## YOUR GOAL
In the records below, find each line holding the word "total" and copy it.

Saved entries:
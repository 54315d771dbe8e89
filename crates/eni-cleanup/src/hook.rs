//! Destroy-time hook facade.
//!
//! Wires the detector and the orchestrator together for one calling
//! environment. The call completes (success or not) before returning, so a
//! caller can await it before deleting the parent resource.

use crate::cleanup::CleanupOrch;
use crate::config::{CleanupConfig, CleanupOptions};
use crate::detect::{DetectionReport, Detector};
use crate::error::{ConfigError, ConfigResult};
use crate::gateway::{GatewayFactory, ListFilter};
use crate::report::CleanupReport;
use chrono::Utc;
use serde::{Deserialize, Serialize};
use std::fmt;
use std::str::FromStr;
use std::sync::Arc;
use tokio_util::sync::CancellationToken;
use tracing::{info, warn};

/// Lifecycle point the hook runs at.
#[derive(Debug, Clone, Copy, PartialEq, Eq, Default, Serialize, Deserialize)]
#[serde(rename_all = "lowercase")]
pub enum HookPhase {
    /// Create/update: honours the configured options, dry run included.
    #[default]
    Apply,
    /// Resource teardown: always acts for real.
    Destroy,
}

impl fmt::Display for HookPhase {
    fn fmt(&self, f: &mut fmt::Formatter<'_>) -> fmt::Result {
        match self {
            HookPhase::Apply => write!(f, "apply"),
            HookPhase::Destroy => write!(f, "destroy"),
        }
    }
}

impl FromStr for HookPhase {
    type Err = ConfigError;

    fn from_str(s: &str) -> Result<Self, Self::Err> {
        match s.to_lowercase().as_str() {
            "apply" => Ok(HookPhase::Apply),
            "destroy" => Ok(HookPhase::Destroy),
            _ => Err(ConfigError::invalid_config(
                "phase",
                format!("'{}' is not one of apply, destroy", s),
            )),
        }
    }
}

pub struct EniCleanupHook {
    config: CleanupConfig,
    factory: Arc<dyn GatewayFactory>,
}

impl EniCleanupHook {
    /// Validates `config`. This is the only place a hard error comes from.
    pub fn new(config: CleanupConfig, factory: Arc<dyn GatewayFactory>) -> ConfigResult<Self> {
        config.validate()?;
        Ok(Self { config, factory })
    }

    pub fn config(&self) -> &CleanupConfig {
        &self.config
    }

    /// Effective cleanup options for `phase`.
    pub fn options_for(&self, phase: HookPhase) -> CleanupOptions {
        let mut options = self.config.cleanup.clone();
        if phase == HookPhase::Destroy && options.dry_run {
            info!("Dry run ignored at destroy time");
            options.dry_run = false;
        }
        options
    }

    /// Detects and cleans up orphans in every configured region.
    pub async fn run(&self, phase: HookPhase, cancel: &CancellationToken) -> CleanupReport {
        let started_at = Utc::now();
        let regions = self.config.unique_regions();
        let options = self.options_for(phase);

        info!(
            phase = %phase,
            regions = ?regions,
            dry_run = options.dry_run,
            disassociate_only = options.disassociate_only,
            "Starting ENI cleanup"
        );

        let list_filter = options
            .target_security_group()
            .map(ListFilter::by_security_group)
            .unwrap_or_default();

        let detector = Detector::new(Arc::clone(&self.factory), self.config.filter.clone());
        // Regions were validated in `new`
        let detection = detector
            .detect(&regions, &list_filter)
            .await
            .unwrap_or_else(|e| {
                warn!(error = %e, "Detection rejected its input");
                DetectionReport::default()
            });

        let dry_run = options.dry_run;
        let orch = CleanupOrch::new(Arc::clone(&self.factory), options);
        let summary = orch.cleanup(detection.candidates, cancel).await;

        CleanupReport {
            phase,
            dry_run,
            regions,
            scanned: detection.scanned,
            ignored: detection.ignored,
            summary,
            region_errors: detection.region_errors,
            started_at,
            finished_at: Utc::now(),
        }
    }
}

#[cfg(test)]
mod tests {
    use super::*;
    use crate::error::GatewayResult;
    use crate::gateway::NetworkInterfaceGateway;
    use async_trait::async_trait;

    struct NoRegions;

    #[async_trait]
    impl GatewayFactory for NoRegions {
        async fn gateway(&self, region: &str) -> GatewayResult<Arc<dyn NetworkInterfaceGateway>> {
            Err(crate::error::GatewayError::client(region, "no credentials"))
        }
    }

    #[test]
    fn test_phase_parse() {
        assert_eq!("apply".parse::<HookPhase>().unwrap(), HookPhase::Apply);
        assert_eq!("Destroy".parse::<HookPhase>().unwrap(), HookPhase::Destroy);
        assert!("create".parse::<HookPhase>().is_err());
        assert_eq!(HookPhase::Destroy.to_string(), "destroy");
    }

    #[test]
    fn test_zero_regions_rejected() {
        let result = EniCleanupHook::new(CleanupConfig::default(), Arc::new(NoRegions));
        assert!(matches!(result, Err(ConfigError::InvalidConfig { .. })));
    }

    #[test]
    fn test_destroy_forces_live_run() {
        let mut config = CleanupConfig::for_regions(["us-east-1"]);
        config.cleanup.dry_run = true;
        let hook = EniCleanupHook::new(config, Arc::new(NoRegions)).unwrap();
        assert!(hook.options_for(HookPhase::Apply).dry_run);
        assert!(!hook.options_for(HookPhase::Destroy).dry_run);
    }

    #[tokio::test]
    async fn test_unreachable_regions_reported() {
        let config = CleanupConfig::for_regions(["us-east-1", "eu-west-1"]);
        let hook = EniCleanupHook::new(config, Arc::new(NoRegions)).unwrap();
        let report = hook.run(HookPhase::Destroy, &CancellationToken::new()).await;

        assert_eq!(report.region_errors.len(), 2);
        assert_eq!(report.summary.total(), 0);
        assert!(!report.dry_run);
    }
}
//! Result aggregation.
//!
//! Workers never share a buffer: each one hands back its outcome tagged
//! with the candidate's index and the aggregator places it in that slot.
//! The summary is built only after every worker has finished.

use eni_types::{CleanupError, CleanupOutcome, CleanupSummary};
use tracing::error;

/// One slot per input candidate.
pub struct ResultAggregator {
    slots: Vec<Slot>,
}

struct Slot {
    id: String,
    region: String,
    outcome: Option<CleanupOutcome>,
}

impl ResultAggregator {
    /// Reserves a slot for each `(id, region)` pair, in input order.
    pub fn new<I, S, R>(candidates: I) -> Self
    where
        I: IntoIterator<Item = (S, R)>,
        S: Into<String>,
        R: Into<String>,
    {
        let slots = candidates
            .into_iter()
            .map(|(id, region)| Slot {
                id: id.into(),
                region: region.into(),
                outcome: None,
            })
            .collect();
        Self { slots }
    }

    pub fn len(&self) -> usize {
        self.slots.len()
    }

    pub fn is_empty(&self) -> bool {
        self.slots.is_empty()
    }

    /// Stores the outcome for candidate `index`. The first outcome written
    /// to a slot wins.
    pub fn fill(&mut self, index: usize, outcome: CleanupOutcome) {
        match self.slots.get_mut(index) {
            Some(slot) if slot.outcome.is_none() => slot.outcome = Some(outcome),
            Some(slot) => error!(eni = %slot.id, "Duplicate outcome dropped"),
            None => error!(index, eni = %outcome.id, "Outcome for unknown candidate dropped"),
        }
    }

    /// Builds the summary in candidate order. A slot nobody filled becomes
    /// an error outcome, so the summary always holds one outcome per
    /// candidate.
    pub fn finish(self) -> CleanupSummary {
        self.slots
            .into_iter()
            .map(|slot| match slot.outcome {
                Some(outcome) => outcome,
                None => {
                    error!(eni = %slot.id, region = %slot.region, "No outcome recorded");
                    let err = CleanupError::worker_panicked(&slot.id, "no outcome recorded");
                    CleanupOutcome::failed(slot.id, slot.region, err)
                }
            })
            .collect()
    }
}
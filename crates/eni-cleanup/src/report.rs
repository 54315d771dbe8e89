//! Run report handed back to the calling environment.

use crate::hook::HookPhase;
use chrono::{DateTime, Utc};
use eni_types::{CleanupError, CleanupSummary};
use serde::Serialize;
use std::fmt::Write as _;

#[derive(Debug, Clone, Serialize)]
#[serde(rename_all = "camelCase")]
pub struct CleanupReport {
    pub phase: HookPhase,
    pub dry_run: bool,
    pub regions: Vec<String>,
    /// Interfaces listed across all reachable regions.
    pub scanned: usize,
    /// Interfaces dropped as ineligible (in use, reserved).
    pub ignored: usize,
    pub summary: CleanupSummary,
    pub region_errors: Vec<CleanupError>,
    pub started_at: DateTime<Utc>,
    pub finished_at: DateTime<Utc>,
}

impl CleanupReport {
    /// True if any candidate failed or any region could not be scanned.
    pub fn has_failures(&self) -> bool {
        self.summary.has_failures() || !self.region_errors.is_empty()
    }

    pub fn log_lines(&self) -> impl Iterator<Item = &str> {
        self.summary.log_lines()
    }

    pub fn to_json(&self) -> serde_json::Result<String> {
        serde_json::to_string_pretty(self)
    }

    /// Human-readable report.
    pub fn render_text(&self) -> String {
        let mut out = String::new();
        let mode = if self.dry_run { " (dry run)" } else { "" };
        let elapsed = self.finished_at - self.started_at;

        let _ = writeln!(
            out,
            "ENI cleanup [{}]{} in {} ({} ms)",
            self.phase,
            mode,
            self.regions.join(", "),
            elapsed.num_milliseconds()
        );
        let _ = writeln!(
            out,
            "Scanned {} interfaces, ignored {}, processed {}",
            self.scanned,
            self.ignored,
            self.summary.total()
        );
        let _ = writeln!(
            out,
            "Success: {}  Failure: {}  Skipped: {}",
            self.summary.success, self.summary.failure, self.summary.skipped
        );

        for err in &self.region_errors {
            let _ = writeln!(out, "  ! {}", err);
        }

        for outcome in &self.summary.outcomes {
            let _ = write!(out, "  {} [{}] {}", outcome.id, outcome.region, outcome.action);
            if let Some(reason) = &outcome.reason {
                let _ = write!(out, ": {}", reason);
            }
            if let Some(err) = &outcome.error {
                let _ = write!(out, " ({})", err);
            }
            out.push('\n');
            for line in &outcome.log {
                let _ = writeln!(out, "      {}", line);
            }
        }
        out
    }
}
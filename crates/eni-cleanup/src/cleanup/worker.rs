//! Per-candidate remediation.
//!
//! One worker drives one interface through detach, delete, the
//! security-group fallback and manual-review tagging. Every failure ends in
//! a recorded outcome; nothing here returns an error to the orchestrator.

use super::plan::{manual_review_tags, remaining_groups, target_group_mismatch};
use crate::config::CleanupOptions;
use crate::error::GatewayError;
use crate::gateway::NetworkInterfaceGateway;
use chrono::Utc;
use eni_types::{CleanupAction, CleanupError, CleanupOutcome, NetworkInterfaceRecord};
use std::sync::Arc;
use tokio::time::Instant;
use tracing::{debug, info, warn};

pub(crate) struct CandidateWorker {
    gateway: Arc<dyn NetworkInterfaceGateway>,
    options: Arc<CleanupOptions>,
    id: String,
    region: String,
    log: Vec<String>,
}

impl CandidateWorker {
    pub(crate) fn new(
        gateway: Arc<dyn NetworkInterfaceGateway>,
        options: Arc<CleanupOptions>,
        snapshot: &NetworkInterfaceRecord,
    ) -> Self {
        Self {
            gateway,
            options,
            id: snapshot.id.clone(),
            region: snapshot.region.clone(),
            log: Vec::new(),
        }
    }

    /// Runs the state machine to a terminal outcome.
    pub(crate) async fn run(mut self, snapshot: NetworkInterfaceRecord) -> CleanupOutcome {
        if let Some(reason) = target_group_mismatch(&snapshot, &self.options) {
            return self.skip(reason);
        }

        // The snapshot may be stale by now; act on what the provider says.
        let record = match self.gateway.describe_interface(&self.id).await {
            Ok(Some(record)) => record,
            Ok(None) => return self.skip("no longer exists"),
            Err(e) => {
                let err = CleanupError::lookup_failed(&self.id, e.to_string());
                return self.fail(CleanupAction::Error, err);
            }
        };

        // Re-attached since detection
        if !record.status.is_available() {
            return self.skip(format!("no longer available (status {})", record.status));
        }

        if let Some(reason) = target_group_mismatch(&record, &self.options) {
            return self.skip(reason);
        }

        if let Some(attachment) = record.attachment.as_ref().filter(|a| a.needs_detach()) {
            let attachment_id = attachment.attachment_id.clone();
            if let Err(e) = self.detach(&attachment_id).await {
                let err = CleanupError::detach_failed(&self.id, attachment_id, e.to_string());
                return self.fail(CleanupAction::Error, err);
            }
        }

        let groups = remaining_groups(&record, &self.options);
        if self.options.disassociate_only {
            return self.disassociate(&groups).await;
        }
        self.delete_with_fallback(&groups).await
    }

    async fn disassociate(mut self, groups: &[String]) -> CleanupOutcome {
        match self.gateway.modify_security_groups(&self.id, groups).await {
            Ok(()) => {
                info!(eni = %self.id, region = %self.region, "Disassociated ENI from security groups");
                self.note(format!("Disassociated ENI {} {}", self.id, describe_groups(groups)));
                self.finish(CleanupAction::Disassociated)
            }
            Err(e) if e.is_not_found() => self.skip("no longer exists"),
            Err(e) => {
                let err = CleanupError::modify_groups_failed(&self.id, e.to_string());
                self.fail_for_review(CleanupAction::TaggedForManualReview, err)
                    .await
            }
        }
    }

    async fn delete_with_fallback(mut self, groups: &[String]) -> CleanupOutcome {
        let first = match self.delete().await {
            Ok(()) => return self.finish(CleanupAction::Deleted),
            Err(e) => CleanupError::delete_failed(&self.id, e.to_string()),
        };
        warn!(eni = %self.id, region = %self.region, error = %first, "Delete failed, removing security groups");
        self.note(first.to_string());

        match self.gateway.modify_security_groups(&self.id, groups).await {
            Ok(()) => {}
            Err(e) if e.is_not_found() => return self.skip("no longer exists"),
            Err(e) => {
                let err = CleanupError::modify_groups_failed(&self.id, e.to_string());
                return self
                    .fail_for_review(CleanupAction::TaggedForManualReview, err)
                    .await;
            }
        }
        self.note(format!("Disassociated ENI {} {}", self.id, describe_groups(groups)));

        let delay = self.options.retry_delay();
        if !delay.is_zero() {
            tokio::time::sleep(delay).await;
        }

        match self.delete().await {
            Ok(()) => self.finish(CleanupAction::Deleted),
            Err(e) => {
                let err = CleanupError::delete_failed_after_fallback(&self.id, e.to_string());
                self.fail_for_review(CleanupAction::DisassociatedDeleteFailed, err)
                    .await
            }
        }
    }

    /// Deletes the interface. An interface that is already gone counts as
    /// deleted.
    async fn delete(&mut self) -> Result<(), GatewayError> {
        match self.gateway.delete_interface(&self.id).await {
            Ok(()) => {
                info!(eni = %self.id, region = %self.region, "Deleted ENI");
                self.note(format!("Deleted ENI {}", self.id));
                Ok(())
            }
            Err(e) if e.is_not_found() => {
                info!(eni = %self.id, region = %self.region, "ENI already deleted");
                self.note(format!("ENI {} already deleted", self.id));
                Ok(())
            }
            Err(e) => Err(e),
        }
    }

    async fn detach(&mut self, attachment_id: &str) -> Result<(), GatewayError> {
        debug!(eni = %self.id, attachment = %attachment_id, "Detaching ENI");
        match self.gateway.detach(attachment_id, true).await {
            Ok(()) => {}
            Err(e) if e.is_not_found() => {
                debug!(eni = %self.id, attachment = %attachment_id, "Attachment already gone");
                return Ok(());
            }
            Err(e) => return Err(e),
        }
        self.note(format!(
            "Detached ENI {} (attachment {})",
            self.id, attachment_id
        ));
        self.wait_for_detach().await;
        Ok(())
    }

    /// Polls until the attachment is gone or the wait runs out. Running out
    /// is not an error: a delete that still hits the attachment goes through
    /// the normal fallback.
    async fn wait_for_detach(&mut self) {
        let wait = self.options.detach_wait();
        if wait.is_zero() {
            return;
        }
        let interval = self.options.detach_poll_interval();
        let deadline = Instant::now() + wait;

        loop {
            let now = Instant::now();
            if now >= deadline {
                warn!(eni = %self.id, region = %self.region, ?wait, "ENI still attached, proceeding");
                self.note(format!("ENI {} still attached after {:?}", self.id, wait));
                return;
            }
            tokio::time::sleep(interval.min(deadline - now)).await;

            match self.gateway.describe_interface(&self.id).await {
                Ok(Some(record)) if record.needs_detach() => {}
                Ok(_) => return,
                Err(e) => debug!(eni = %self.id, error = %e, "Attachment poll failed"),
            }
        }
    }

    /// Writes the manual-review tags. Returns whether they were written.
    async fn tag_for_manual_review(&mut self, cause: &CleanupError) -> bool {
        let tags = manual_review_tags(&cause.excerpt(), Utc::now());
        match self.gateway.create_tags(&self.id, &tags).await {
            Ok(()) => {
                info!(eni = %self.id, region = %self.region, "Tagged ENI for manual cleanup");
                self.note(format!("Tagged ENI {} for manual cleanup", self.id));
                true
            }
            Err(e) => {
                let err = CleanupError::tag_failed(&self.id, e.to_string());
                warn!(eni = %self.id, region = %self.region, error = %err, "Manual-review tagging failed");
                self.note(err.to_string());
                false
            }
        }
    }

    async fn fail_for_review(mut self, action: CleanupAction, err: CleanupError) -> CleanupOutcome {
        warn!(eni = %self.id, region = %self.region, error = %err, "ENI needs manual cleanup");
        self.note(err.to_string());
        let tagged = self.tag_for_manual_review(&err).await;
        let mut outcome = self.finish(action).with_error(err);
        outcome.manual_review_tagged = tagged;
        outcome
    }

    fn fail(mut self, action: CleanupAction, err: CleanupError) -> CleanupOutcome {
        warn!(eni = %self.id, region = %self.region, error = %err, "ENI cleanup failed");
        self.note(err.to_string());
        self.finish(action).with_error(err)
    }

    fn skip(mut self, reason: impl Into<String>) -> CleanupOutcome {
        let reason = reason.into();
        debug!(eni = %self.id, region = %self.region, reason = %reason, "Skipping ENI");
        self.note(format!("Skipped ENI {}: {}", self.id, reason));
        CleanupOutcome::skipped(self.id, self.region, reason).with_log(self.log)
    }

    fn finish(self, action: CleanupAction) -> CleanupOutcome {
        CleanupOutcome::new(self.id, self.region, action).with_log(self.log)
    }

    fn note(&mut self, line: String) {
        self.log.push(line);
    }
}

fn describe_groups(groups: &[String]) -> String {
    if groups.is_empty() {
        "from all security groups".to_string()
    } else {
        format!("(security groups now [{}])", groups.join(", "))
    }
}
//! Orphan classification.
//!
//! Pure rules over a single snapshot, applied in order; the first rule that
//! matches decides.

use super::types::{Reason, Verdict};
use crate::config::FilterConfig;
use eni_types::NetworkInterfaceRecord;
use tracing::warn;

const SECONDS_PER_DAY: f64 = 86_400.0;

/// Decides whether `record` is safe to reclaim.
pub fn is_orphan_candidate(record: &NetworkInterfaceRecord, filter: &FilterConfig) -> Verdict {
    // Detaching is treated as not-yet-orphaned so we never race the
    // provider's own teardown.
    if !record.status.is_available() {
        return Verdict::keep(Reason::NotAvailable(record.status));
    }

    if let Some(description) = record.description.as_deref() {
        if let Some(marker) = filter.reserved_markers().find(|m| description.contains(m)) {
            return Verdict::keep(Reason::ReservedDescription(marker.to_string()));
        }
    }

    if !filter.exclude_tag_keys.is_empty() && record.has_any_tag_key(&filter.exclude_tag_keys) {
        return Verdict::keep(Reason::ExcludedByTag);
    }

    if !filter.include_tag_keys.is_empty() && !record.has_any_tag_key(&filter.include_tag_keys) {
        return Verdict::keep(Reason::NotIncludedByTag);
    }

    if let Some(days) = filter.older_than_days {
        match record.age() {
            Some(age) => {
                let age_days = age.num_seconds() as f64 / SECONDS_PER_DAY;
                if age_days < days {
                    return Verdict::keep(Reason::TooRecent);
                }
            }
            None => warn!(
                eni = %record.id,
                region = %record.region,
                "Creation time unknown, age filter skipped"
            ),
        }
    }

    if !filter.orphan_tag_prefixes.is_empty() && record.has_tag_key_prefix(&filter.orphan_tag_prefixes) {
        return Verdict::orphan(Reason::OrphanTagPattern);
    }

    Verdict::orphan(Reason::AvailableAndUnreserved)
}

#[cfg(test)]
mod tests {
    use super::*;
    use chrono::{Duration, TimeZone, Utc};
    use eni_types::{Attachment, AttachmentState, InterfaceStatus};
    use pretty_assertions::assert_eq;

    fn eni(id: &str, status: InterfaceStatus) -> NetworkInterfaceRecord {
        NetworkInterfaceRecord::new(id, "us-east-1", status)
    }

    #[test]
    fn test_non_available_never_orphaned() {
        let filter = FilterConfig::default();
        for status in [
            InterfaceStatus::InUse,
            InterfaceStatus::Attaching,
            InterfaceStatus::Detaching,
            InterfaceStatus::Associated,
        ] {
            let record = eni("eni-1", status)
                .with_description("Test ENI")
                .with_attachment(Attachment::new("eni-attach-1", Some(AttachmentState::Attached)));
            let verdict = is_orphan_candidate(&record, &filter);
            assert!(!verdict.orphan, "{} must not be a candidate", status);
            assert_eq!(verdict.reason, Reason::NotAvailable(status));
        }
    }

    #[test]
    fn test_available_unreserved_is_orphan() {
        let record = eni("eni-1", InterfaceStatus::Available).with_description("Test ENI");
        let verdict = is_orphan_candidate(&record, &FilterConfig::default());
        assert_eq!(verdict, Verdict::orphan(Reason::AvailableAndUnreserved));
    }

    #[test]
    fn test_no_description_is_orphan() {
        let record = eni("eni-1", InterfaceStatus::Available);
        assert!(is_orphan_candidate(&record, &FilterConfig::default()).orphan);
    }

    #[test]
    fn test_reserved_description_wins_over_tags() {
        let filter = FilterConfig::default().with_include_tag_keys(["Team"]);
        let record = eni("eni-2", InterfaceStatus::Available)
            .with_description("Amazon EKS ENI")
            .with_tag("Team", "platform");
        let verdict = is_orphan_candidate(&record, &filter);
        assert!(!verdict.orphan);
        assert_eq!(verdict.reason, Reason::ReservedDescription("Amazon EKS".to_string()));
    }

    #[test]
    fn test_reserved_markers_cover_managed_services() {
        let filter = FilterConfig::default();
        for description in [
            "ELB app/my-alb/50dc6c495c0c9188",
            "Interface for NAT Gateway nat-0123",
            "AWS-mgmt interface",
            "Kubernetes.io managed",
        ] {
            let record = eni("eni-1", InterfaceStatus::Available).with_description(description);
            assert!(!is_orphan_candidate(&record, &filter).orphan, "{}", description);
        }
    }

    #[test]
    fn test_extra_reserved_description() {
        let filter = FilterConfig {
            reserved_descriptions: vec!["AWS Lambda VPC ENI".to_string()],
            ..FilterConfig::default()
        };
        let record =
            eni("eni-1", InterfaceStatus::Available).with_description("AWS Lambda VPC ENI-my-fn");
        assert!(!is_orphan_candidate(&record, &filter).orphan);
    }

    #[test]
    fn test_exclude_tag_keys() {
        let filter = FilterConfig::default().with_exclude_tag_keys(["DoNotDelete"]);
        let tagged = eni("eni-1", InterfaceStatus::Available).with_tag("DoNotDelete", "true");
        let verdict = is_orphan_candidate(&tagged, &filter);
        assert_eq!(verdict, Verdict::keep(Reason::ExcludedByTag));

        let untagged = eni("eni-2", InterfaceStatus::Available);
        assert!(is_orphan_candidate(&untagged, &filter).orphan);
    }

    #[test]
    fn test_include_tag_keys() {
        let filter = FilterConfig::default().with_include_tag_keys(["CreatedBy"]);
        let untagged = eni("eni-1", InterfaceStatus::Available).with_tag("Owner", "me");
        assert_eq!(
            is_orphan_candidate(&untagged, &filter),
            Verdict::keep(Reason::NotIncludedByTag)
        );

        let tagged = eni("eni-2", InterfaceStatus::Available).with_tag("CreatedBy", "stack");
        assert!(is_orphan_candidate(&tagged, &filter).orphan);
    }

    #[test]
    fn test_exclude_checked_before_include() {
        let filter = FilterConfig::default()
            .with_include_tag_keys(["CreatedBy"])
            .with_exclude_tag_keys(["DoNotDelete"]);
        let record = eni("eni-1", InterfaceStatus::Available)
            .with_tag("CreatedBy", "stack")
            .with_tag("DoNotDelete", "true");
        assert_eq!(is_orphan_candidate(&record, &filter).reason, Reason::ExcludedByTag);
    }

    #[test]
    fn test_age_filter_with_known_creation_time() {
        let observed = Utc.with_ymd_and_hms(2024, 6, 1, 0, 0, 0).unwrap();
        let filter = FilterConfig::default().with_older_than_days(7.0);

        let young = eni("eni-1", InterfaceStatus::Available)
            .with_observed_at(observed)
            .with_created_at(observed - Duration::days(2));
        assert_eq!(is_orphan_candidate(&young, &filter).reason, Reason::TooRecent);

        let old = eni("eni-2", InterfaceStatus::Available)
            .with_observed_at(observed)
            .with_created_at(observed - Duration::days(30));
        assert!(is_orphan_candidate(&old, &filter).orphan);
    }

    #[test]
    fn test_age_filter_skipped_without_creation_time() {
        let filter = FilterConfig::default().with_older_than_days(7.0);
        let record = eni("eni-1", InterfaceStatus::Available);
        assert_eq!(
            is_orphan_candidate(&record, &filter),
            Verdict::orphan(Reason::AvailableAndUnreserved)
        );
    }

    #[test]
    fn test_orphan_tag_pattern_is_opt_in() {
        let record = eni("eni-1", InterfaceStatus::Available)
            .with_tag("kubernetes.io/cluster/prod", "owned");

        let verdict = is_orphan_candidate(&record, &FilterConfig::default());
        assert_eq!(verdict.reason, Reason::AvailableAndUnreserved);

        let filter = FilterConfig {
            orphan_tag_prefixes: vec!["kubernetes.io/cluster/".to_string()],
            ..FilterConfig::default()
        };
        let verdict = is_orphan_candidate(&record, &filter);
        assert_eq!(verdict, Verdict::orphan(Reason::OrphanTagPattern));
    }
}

## RESPONSE AREA
        assert_eq!(report.summary.total(), 0);
            self.summary.total()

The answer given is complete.